I use this code and it works in my app. Their are small differences between how we copy the data to the response output. I don't know for sure, but this may account for why the fragment I posted works.

The difference is small, I think it would be worth giving it a try.

AS-


----- Original Message ----- From: "Steve Vanspall" <[EMAIL PROTECTED]>
To: "Tomcat Users List" <tomcat-user@jakarta.apache.org>
Sent: Wednesday, May 04, 2005 11:47 AM
Subject: Re: Serving files using tomcat



Unfortunately that is what I do

OutputStream dos = null;
   FileInputStream fis = null;
  try
  {
   fis = new FileInputStream(rf.getPdf());
   response.setContentType("application/pdf");
   response.setContentLength((int) rf.getPdf().length());
   //response.setHeader(response.)
   dos = response.getOutputStream();

   int read = -1;
   byte[] bytes = new byte[100000];
   while((read = fis.read(bytes)) != -1)
    dos.write(bytes, 0, read);
   dos.flush();
   return mapping.findForward("PDF");
  } catch (Exception e)
  {
   // TODO Auto-generated catch block
   if(e instanceof SocketException)
    return mapping.findForward("reload");
   throw new IOException(e.toString());
  }
  finally
  {

   if(dos != null)
    dos.close();
   if(fis != null)
    fis.close();


}

Acrobat now loads but the PDF doesn't appear.

Probably worth mentioning that I use struts, so I forward to a blank page
with the content type set to application/pdf, maybe that is the problem, but
not sure what else to do with the return.

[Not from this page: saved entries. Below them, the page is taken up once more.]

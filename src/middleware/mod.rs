mod core;
mod logger;

pub use core::Middleware;
pub use logger::LoggerMiddleware;
pub use crate::static_files::StaticMiddleware;
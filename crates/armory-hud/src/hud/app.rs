use crate::config::{self, Config};
use crate::events::HudEvent;
use crate::hud::view;
use armory::{Feedback, Inventory, Loadout, Selector, SelectorPolicy, WeaponRef};

pub struct HudApp {
    selector: Selector<Loadout, SelectorPolicy>,
}

impl HudApp {
    pub fn new(config: &Config) -> Self {
        Self {
            selector: Selector::new(config.loadout(), config.selector),
        }
    }

    pub fn selector(&self) -> &Selector<Loadout, SelectorPolicy> {
        &self.selector
    }

    /// Swaps in a new loadout and policy. The selector starts over closed.
    pub fn apply_config(&mut self, config: &Config) {
        *self.selector.inventory_mut() = config.loadout();
        *self.selector.policy_mut() = config.selector;
        self.selector.reset();
    }

    pub fn update(&mut self, event: HudEvent) -> Option<Feedback> {
        match event {
            HudEvent::Input(input) => {
                let feedback = self.selector.handle(input);
                if let Some(cue) = view::sound_cue(feedback) {
                    log::info!("Sound: {}", cue);
                }
                self.present();
                return Some(feedback);
            }
            HudEvent::Fire => {
                let inventory = self.selector.inventory_mut();
                let Some(weapon) = inventory.equipped() else {
                    log::info!("Nothing equipped");
                    return None;
                };
                if inventory.fire() {
                    log::info!("Fired {}", weapon.name());
                } else {
                    log::info!("{} is empty", weapon.name());
                }
            }
            HudEvent::Refill => match self.selector.inventory().equipped() {
                Some(weapon) => {
                    weapon.refill();
                    log::info!("Refilled {}", weapon.name());
                }
                None => log::info!("Nothing equipped"),
            },
            HudEvent::Drop => {
                let inventory = self.selector.inventory_mut();
                match inventory.equipped() {
                    Some(weapon) => {
                        inventory.remove(weapon.id());
                        log::info!("Dropped {}", weapon.name());
                    }
                    None => log::info!("Nothing equipped"),
                }
                self.present();
            }
            HudEvent::Status => self.present(),
            HudEvent::ConfigReload => match config::load_config() {
                Ok(new_config) => {
                    self.apply_config(&new_config);
                    log::info!("Configuration reloaded");
                }
                Err(e) => log::error!("Failed to reload config: {}", e),
            },
        }
        None
    }

    /// Renders the selector if it is visible this frame.
    pub fn draw(&mut self) -> Option<String> {
        let frame = self.selector.frame()?;
        match view::render(&frame) {
            Ok(text) => Some(text),
            Err(e) => {
                log::error!("Drawing error: {}", e);
                None
            }
        }
    }

    fn present(&mut self) {
        match self.draw() {
            Some(text) => print!("{}", text),
            None => log::debug!("Selector hidden"),
        }
    }
}
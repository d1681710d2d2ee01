use armory_hud::config;
use armory_hud::hud::HudApp;
use armory_hud::sys::runtime;
use clap::Parser;

#[derive(Parser, Debug)]
#[command(name = "armory-hud", version, about, long_about = None)]
struct Args {
    /// Write the default config file if none exists, print its path and exit
    #[arg(long)]
    write_config: bool,
}

fn main() -> anyhow::Result<()> {
    env_logger::init();
    let args = Args::parse();

    if args.write_config {
        let path = config::write_default_config()?;
        println!("{}", path.display());
        return Ok(());
    }

    let config = config::load_or_default();
    let mut app = HudApp::new(&config);

    let (tx, rx) = async_channel::bounded(32);

    // Start Background Services
    runtime::start_background_services(tx);

    while let Ok(event) = rx.recv_blocking() {
        app.update(event);
    }
    Ok(())
}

When I do the same thing with a dynamic image and forward to a page with a
jpg content type, the image appears without a problem.

Steve
----- Original Message -----
From: "Anhony" <[EMAIL PROTECTED]>
To: "Tomcat Users List" <tomcat-user@jakarta.apache.org>
Sent: Thursday, May 05, 2005 1:02 AM
Subject: Re: Serving files using tomcat


Greetings,

Take a look at the code fragment below. It should serve as a good starting
point.
I hope this helps.


AS-

    private void processPDFRequest(HttpServletRequest request,
HttpServletResponse response) throws ServletException, IOException,
Exception
    {
        int bytesCopied = 0;

        FileInputStream fin = null;
        OutputStream out = null;

        String fileAddress = "The fully qualified path to your PDF file";
        if( fileAddress == null )
            return;

        int ext = fileAddress.lastIndexOf( '.' );
        if( ext != -1 )
        {
            ext = fileAddress.substring( ext+1,
fileAddress.length() ).toLowerCase();

            if( ext == "pdf" )
                response.setContentType("application/pdf");
            else
                "Do whatever you think best to do"
        }
        else
            "Do whatever you think best to do"

        try
        {
            out = response.getOutputStream();
            fin = new FileInputStream( fileAddress );
            bytesCopied = StreamCopier.copy( fin, out );
        }
        finally
        {
            if( fin != null )
                fin.close();
            if( out != null )
            {
                out.flush();
                out.close();
            }
        }
    }


----- Original Message ----- From: "Steve Vanspall" <[EMAIL PROTECTED]> To: "Tomcat User List" <tomcat-user@jakarta.apache.org> Sent: Wednesday, May 04, 2005 9:29 AM Subject: Serving files using tomcat


Hi,

I have been looking around and haven't found a solution that works

basically I have a PDF that gets created dynamically. Now to save memory I
have the PDF written to a file rather than a ByteArray. The only way I can
be sure that I wont encounter errors creating the file is to use
File.createTempFile. The creation goes of ok. And I have checked the file
itself and the PDF looks great.


How do i now serve this to the user who has requested it. If I try to
write
it to the response (using the same method I use to creare dynamic image,
this works), it just shows up a blank screen.

The problem also is, even if it did show the PDF, acrobat, to my
understand
will read only chunks of the stream and will go pack to get more. Thisis a
problem because there is nothing to go back for.


So the point,

If I can just redirect the browser to a file in the tomcat temp directory
(can I do that, will the use have access to that directory), then how do I
translate the location of the temp directory to a url that is accesible
outside.


If not then what other suggestions can people give me.